INSTRUCTIONS FOR THE TASK. Retrieve every line of the data holding the word "bits".

** Opening RECORDS SUPPLIED block **

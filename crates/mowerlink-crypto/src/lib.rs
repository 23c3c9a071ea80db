//! Toy Diffie-Hellman and keyed-hash primitives for the mower fleet
//! handshake.
//!
//! # Security
//!
//! **None of this is cryptographically secure.** The modulus is 32 bits, the
//! "MAC" is an unkeyed multiplicative hash XORed with a key, and the
//! pre-shared key is a fixed constant baked into the binary. This is
//! intentional: the protocol being reproduced here used exactly these
//! parameters, and the spec this crate implements requires bit-identical
//! behavior, not a stronger replacement. Do not import this crate expecting
//! any confidentiality or forgery resistance; it exists to authenticate a
//! device to its own fleet backend over a network the fleet already
//! controls, not to resist an adversary.

#![forbid(unsafe_code)]
#![deny(missing_docs)]

/// Diffie-Hellman generator.
pub const DH_GENERATOR: u64 = 5;

/// Diffie-Hellman modulus: `4_294_967_291`, a prime just below `2^32`.
pub const DH_MODULUS: u64 = 0xFFFF_FFFB;

/// Pre-shared 32-bit key used as the MAC key for handshake authenticators.
pub const PSK: u32 = 0xFEED_5EED;

/// Modular exponentiation `base^exp mod modulus`, via square-and-multiply
/// with 64-bit intermediates so partial products never overflow before the
/// modular reduction.
#[must_use]
pub fn modexp(base: u64, exp: u32, modulus: u64) -> u32 {
    let mut result: u64 = 1;
    let mut base = base % modulus;
    let mut exp = exp;

    while exp > 0 {
        if exp & 1 == 1 {
            result = (result * base) % modulus;
        }
        exp >>= 1;
        base = (base * base) % modulus;
    }

    result as u32
}

/// Derive a Diffie-Hellman public key from a private secret:
/// `5^secret mod 0xFFFFFFFB`.
#[must_use]
pub fn dh_public(secret: u16) -> u32 {
    modexp(DH_GENERATOR, u32::from(secret), DH_MODULUS)
}

/// Derive the shared secret from the peer's public key and our private
/// secret: `peer_public^our_secret mod 0xFFFFFFFB`.
#[must_use]
pub fn dh_shared(peer_public: u32, our_secret: u16) -> u32 {
    modexp(u64::from(peer_public), u32::from(our_secret), DH_MODULUS)
}

/// Non-cryptographic polynomial hash: `fold(bytes, 0, |acc, b| 31*acc + b)`,
/// wrapping at 32 bits.
#[must_use]
pub fn hash(bytes: &[u8]) -> u32 {
    bytes.iter().fold(0u32, |acc, &b| acc.wrapping_mul(31).wrapping_add(u32::from(b)))
}

/// Keyed MAC: `hash(bytes) XOR key`.
#[must_use]
pub fn mac(key: u32, bytes: &[u8]) -> u32 {
    hash(bytes) ^ key
}

/// Build the 16-byte handshake authenticator block and MAC it with
/// [`PSK`].
///
/// `pub_first` is the public key of whichever side is computing this tag
/// (the sender); `pub_second` is the peer's public key. Order matters: the
/// server computes `auth_tag(server_pub, client_pub, nonce)` and the client
/// computes `auth_tag(client_pub, server_pub, nonce)`.
#[must_use]
pub fn auth_tag(pub_first: u32, pub_second: u32, nonce: u64) -> u32 {
    let mut block = [0u8; 16];
    block[0..4].copy_from_slice(&pub_first.to_be_bytes());
    block[4..8].copy_from_slice(&pub_second.to_be_bytes());
    block[8..16].copy_from_slice(&nonce.to_be_bytes());
    mac(PSK, &block)
}

/// Authenticated HMAC over post-handshake presentation bytes, keyed by the
/// connection's Diffie-Hellman shared secret.
#[must_use]
pub fn authenticated_hmac(shared_secret: u32, presentation_bytes: &[u8]) -> u32 {
    mac(shared_secret, presentation_bytes)
}

#[cfg(test)]
mod tests {
    use super::*;

    #[test]
    fn hash_sanity_vectors() {
        assert_eq!(hash(&[0x01]), 1);
        assert_eq!(hash(&[0x01, 0x02]), 33);
    }

    #[test]
    fn mac_sanity_vector() {
        let zeros = [0u8; 16];
        assert_eq!(mac(PSK, &zeros), PSK);
    }

    #[test]
    fn modexp_matches_naive_for_small_exponents() {
        for exp in 0u32..20 {
            let expected = (0..exp).fold(1u64, |acc, _| (acc * 3) % 97) as u32;
            assert_eq!(modexp(3, exp, 97), expected);
        }
    }

    #[test]
    fn dh_shared_secret_is_commutative() {
        let secret_a: u16 = 0x1234;
        let secret_b: u16 = 0x5678;

        let pub_a = dh_public(secret_a);
        let pub_b = dh_public(secret_b);

        assert_eq!(dh_shared(pub_a, secret_b), dh_shared(pub_b, secret_a));
    }

    #[test]
    fn auth_tag_is_order_sensitive() {
        let nonce = 0x0102_0304_0506_0708;
        let a = auth_tag(1, 2, nonce);
        let b = auth_tag(2, 1, nonce);
        assert_ne!(a, b);
    }

    proptest::proptest! {
        #[test]
        fn dh_shared_commutes_for_arbitrary_secrets(
            secret_a in 1u16..=0xFFFF,
            secret_b in 1u16..=0xFFFF,
        ) {
            let pub_a = dh_public(secret_a);
            let pub_b = dh_public(secret_b);
            proptest::prop_assert_eq!(dh_shared(pub_a, secret_b), dh_shared(pub_b, secret_a));
        }

        #[test]
        fn modexp_result_fits_in_modulus(base in 0u64..DH_MODULUS, exp in 0u32..0xFFFF) {
            let result = modexp(base, exp, DH_MODULUS);
            proptest::prop_assert!(u64::from(result) < DH_MODULUS);
        }
    }
}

** Closing RECORDS SUPPLIED block **

RESPONSE.
//! **None of this is cryptographically secure.** The modulus is 32 bits, the
/// wrapping at 32 bits.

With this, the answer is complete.